There's a strong likelihood that you'll count on Social Security as a significant income source in retirement. Maybe those benefits will be needed to cover essential bills, like housing and healthcare. Or maybe you'll use those benefits for leisure and entertainment, which are important at a time in your life when you don't have a job to fill your days. Either way, your goal should be to get the most money from Social Security as possible. And filing for benefits at age 62 just isn't the way to do that.
The problem with claiming Social Security at 62
Age 62 is the earliest possible age to file for Social Security, and it's also the most popular, not surprisingly. But the Social Security Administration penalizes filers who sign up for benefits before full retirement age, or FRA, which is when those benefits can be collected in full.
FRA ranges from age 66 to 67, and for each month a benefit is claimed prior to then, it's reduced on a permanent basis. If you were born in 1960 or later and are therefore looking at an FRA of 67, filing for Social Security at 62 will slash your monthly benefit by 30%. And that's a hit you probably either can't afford to take, or simply won't want to.
Say you're counting on Social Security to pay your basic bills. You might assume your living costs will decrease substantially once you leave the workforce, but most seniors need 70% to 80% of their former income to live comfortably. Now there's some wiggle room with that formula, especially if you're willing to live frugally, but some of your senior expenses may come in higher than expected, despite your best effort to minimize them. Health issues, for example, could cause you to run up a huge tab of medical bills, and that's not something you can help. Cutting your benefits by filing at 62 could therefore put you in a real crunch if you find that it costs more than anticipated just to exist.
And then there are your retirement goals to think about. Say you've always wanted to travel but couldn't really do so while you were working, raising children, and then paying for college. A higher Social Security benefit is apt to do a better job in funding a series of trips than a lower benefit.
Don't take the risk
Getting your money from Social Security as early as possible is tempting. But before you rush to claim your benefits at age 62, think about the risks of filing early and all you stand to gain by waiting. If you hang tight until FRA, you'll get your full monthly benefit without a reduction. And if you postpone your filing past FRA, you can accrue delayed retirement credits that boost your benefits by 8% a year, up until the age of 70. That increase could come in handy if retirement ends up costing a lot more than expected and you don't have a hefty savings plan balance to fall back on.

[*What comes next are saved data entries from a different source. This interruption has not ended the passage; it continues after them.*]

//! Users service: the admin user table.

use sphere_core::{
    error::{FormError, GatewayError},
    form::{FormFlow, FormState},
    store::{RemoteCollectionStore, Sort, SortDirection},
};

use super::{
    models::{PasswordReset, User, UserId},
    repository::UsersRepository,
};

#[derive(Debug)]
pub struct UsersService<R: UsersRepository> {
    repository: R,
    store: RemoteCollectionStore<User>,
    reset_form: FormFlow<PasswordReset>,
}

impl<R: UsersRepository> UsersService<R> {
    #[must_use]
    pub fn new(repository: R) -> Self {
        let mut store = RemoteCollectionStore::new();
        store.declare_filter("username", |u: &User| u.username.clone());

        Self {
            repository,
            store,
            reset_form: FormFlow::new(),
        }
    }

    /// Fetch all accounts, replacing local state wholesale.
    ///
    /// # Errors
    ///
    /// Returns the gateway failure; the local list is left empty.
    pub async fn load(&mut self) -> Result<(), GatewayError> {
        let fetched = self.repository.list().await;
        self.store.ingest(fetched)
    }

    /// All accounts in fetch order.
    pub fn users(&self) -> &[User] {
        self.store.items()
    }

    /// The filtered, sorted projection.
    pub fn view(&self) -> Vec<&User> {
        self.store.view()
    }

    /// Search by username substring.
    pub fn search(&mut self, term: impl Into<String>) {
        self.store.set_filter("username", term);
    }

    /// Toggle the merit-points ordering on the current view.
    pub fn sort_by_merit_points(&mut self, enabled: bool) {
        if enabled {
            self.store.set_sort(Sort::new(
                |a: &User, b: &User| a.merit_points.cmp(&b.merit_points),
                SortDirection::Descending,
            ));
        } else {
            self.store.clear_sort();
        }
    }

    /// Suspend an account; the local row flips inactive on success.
    ///
    /// # Errors
    ///
    /// Returns the gateway failure; local state is untouched.
    pub async fn suspend(&mut self, id: UserId) -> Result<(), GatewayError> {
        self.repository.suspend(id).await?;
        self.set_active(id, false);
        Ok(())
    }

    /// Reactivate an account; the local row flips active on success.
    ///
    /// # Errors
    ///
    /// Returns the gateway failure; local state is untouched.
    pub async fn activate(&mut self, id: UserId) -> Result<(), GatewayError> {
        self.repository.activate(id).await?;
        self.set_active(id, true);
        Ok(())
    }

    fn set_active(&mut self, id: UserId, is_active: bool) {
        if let Some(mut user) = self.store.get(id).cloned() {
            user.is_active = is_active;
            self.store.apply_update(user);
        }
    }

    /// Remove an account; the local row disappears only on success.
    ///
    /// # Errors
    ///
    /// Returns the gateway failure; local state is untouched.
    pub async fn delete(&mut self, id: UserId) -> Result<(), GatewayError> {
        self.repository.delete(id).await?;
        self.store.remove(id);
        Ok(())
    }

    /// The password-reset draft for the selected user.
    pub fn reset_draft(&self) -> &PasswordReset {
        self.reset_form.draft()
    }

    /// State of the password-reset form.
    pub fn reset_form_state(&self) -> FormState {
        self.reset_form.state()
    }

    /// Mutate the password-reset draft.
    pub fn edit_reset_draft(&mut self, mutate: impl FnOnce(&mut PasswordReset)) {
        self.reset_form.update(mutate);
    }

    /// Submit the password reset for `id`.
    ///
    /// # Errors
    ///
    /// Validation failures send nothing; gateway failures preserve the
    /// draft for another attempt.
    pub async fn reset_password(&mut self, id: UserId) -> Result<(), FormError> {
        let target = ResetTarget {
            repository: &self.repository,
            id,
        };
        self.reset_form.submit(&target).await
    }
}

struct ResetTarget<'a, R> {
    repository: &'a R,
    id: UserId,
}

#[async_trait::async_trait]
impl<R: UsersRepository> sphere_core::form::SubmitTarget<PasswordReset, ()>
    for ResetTarget<'_, R>
{
    async fn submit(&self, draft: PasswordReset) -> Result<(), GatewayError> {
        self.repository.reset_password(self.id, draft).await
    }
}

Another thing to keep in mind is that you don't know how long you'll live once you retire. Life expectancies are increasing, and while that's a good thing in theory, it means you'll need enough income to last throughout your senior years. By locking in a higher monthly benefit, you'll buy yourself protection and reduce your risk of running out of money in your lifetime. And that's reason enough to not claim your benefits at 62 despite the fact that so many Social Security recipients do.